Before 'Holby City', the longest he was in a series was 'Dangerfield' (currently on weekdays on UK Gold), as DI Ken Jackson. "I left when they decided to go into his personal life. Professional work became less important so, as the man who employed Dangerfield, my character had gone as far as I could take him. In my job, regular work is the exception rather than the rule, so I'm used to saying, 'No, enough.'"

'Holby City' has provided him with a nice meal ticket for three years. "I'm aware of the trap. You can become dependent on a lifestyle you give yourself as a result of what you're earning, and it's difficult to make sound professional judgements if you become sidetracked by money. The obvious way to avoid it is to regard money as an opportunity to buy time to do other things."

These things include taking several parts at the small Greenwich theatre in London, browsing for interesting books in the flea market on London's South Bank, or walking. Later this year he will be spending three weeks hiking in aid of charity. "Nothing much has changed about our life. Don't misunderstand - I'm not averse to making money, but anyone who becomes an actor in order to be wealthy is a fool."
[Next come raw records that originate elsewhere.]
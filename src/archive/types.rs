use std::fmt;
use std::path::PathBuf;
use serde::{Serialize, Deserialize};

/// Container signature at offset 0.
pub const ARCHIVE_MAGIC: [u8; 4] = *b"BTDX";
pub const MAGIC_OFFSET: usize = 0;
pub const VERSION_OFFSET: usize = 4;
pub const TYPE_OFFSET: usize = 8;
/// Bytes read per inspection: everything up to and including the type tag.
pub const HEADER_LEN: usize = TYPE_OFFSET + 4;
pub const ARCHIVE_EXTENSION: &str = "ba2";

const TAG_GENERAL: [u8; 4] = *b"GNRL";
const TAG_TEXTURE: [u8; 4] = *b"DX10";

#[derive(Debug, Clone, Copy, PartialEq, Eq, Hash, Serialize, Deserialize)]
pub enum ArchiveVersion {
    V1,
    V7,
    V8,
    Unknown,
}

/// Game release an archive version belongs to.
#[derive(Debug, Clone, Copy, PartialEq, Eq, Serialize, Deserialize)]
pub enum Generation {
    Original,
    NextGen,
}

impl ArchiveVersion {
    pub fn from_byte(byte: u8) -> Self {
        match byte {
            0x01 => ArchiveVersion::V1,
            0x07 => ArchiveVersion::V7,
            0x08 => ArchiveVersion::V8,
            _ => ArchiveVersion::Unknown,
        }
    }

    pub fn to_byte(self) -> Option<u8> {
        match self {
            ArchiveVersion::V1 => Some(0x01),
            ArchiveVersion::V7 => Some(0x07),
            ArchiveVersion::V8 => Some(0x08),
            ArchiveVersion::Unknown => None,
        }
    }

    pub fn generation(self) -> Option<Generation> {
        match self {
            ArchiveVersion::V1 => Some(Generation::Original),
            ArchiveVersion::V7 | ArchiveVersion::V8 => Some(Generation::NextGen),
            ArchiveVersion::Unknown => None,
        }
    }
}

impl fmt::Display for ArchiveVersion {
    fn fmt(&self, f: &mut fmt::Formatter<'_>) -> fmt::Result {
        match self {
            ArchiveVersion::V1 => write!(f, "v1"),
            ArchiveVersion::V7 => write!(f, "v7"),
            ArchiveVersion::V8 => write!(f, "v8"),
            ArchiveVersion::Unknown => write!(f, "unknown"),
        }
    }
}

#[derive(Debug, Clone, Copy, PartialEq, Eq, Hash, Serialize, Deserialize)]
pub enum ArchiveType {
    General,
    Texture,
    Unknown,
}

impl ArchiveType {
    pub fn from_tag(tag: [u8; 4]) -> Self {
        match tag {
            TAG_GENERAL => ArchiveType::General,
            TAG_TEXTURE => ArchiveType::Texture,
            _ => ArchiveType::Unknown,
        }
    }
}

impl fmt::Display for ArchiveType {
    fn fmt(&self, f: &mut fmt::Formatter<'_>) -> fmt::Result {
        match self {
            ArchiveType::General => write!(f, "General"),
            ArchiveType::Texture => write!(f, "Texture"),
            ArchiveType::Unknown => write!(f, "Unknown"),
        }
    }
}

/// Raw fixed-size header fields.
#[derive(Debug, Clone, Copy, PartialEq, Eq)]
pub struct ArchiveHeader {
    pub magic: [u8; 4],
    pub version_byte: u8,
    pub type_tag: [u8; 4],
}

impl ArchiveHeader {
    /// Parse the header from the start of `buf`.
    ///
    /// Returns `None` when `buf` is shorter than [`HEADER_LEN`]; every field
    /// access is bounds-checked.
    pub fn parse(buf: &[u8]) -> Option<Self> {
        let magic = read_tag(buf, MAGIC_OFFSET)?;
        let version_byte = *buf.get(VERSION_OFFSET)?;
        let type_tag = read_tag(buf, TYPE_OFFSET)?;
        Some(Self { magic, version_byte, type_tag })
    }

    pub fn has_valid_magic(&self) -> bool {
        self.magic == ARCHIVE_MAGIC
    }

    /// Decoded version; `Unknown` unless the magic matches.
    pub fn version(&self) -> ArchiveVersion {
        if !self.has_valid_magic() {
            return ArchiveVersion::Unknown;
        }
        ArchiveVersion::from_byte(self.version_byte)
    }

    /// Decoded type; `Unknown` unless the magic matches.
    pub fn archive_type(&self) -> ArchiveType {
        if !self.has_valid_magic() {
            return ArchiveType::Unknown;
        }
        ArchiveType::from_tag(self.type_tag)
    }
}

fn read_tag(buf: &[u8], offset: usize) -> Option<[u8; 4]> {
    let slice = buf.get(offset..offset.checked_add(4)?)?;
    let mut tag = [0u8; 4];
    tag.copy_from_slice(slice);
    Some(tag)
}

/// Snapshot of an archive's header plus filesystem metadata.
#[derive(Debug, Clone, PartialEq, Eq, Serialize, Deserialize)]
pub struct ArchiveInfo {
    pub path: PathBuf,
    pub file_name: String,
    pub size: u64,
    pub read_only: bool,
    pub version: ArchiveVersion,
    pub archive_type: ArchiveType,
}

impl ArchiveInfo {
    pub fn is_valid(&self) -> bool {
        self.version != ArchiveVersion::Unknown && self.archive_type != ArchiveType::Unknown
    }
}

#[cfg(test)]
mod tests {
    use super::*;
    use test_case::test_case;

    fn header_bytes(magic: &[u8; 4], version: u8, tag: &[u8; 4]) -> Vec<u8> {
        let mut buf = Vec::new();
        buf.extend_from_slice(magic);
        buf.extend_from_slice(&[version, 0, 0, 0]);
        buf.extend_from_slice(tag);
        buf
    }

    #[test_case(0x01, ArchiveVersion::V1)]
    #[test_case(0x07, ArchiveVersion::V7)]
    #[test_case(0x08, ArchiveVersion::V8)]
    #[test_case(0x02, ArchiveVersion::Unknown)]
    fn test_version_decoding(byte: u8, expected: ArchiveVersion) {
        let header = ArchiveHeader::parse(&header_bytes(b"BTDX", byte, b"GNRL")).unwrap();
        assert_eq!(header.version(), expected);
    }

    #[test_case(b"GNRL", ArchiveType::General)]
    #[test_case(b"DX10", ArchiveType::Texture)]
    #[test_case(b"gnrl", ArchiveType::Unknown)]
    fn test_type_decoding(tag: &[u8; 4], expected: ArchiveType) {
        let header = ArchiveHeader::parse(&header_bytes(b"BTDX", 1, tag)).unwrap();
        assert_eq!(header.archive_type(), expected);
    }

    #[test]
    fn test_wrong_magic_hides_fields() {
        let header = ArchiveHeader::parse(&header_bytes(b"BSA\0", 0x08, b"GNRL")).unwrap();
        assert_eq!(header.version(), ArchiveVersion::Unknown);
        assert_eq!(header.archive_type(), ArchiveType::Unknown);
    }

    #[test]
    fn test_short_buffers_do_not_parse() {
        let full = header_bytes(b"BTDX", 1, b"GNRL");
        for len in 0..HEADER_LEN {
            assert!(ArchiveHeader::parse(&full[..len]).is_none(), "len {} parsed", len);
        }
        assert!(ArchiveHeader::parse(&full).is_some());
    }

    #[test]
    fn test_version_byte_round_trip() {
        for version in [ArchiveVersion::V1, ArchiveVersion::V7, ArchiveVersion::V8] {
            assert_eq!(ArchiveVersion::from_byte(version.to_byte().unwrap()), version);
        }
        assert_eq!(ArchiveVersion::Unknown.to_byte(), None);
        assert_eq!(ArchiveVersion::V7.generation(), Some(Generation::NextGen));
        assert_eq!(ArchiveVersion::V1.generation(), Some(Generation::Original));
    }
}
There is a plethora of doctors on television, many of whom are walking clichés, he agrees. "Television companies can be accused of saying, 'Viewers love medical drama, so let's have another.' Some have three-dimensional characters, some don't. I'd only want to do one that was distinctive, and there isn't another like Meyer. I think of him as an individual rather than a character in a medical drama. I'm aware of the clichés of the genre, and there's a fine line, difficult to avoid.. It's easy to get the stock reaction to a stock situation and it would be bad if we went down that route. You can only hope if you put together believable human beings, cliché will be avoided by default.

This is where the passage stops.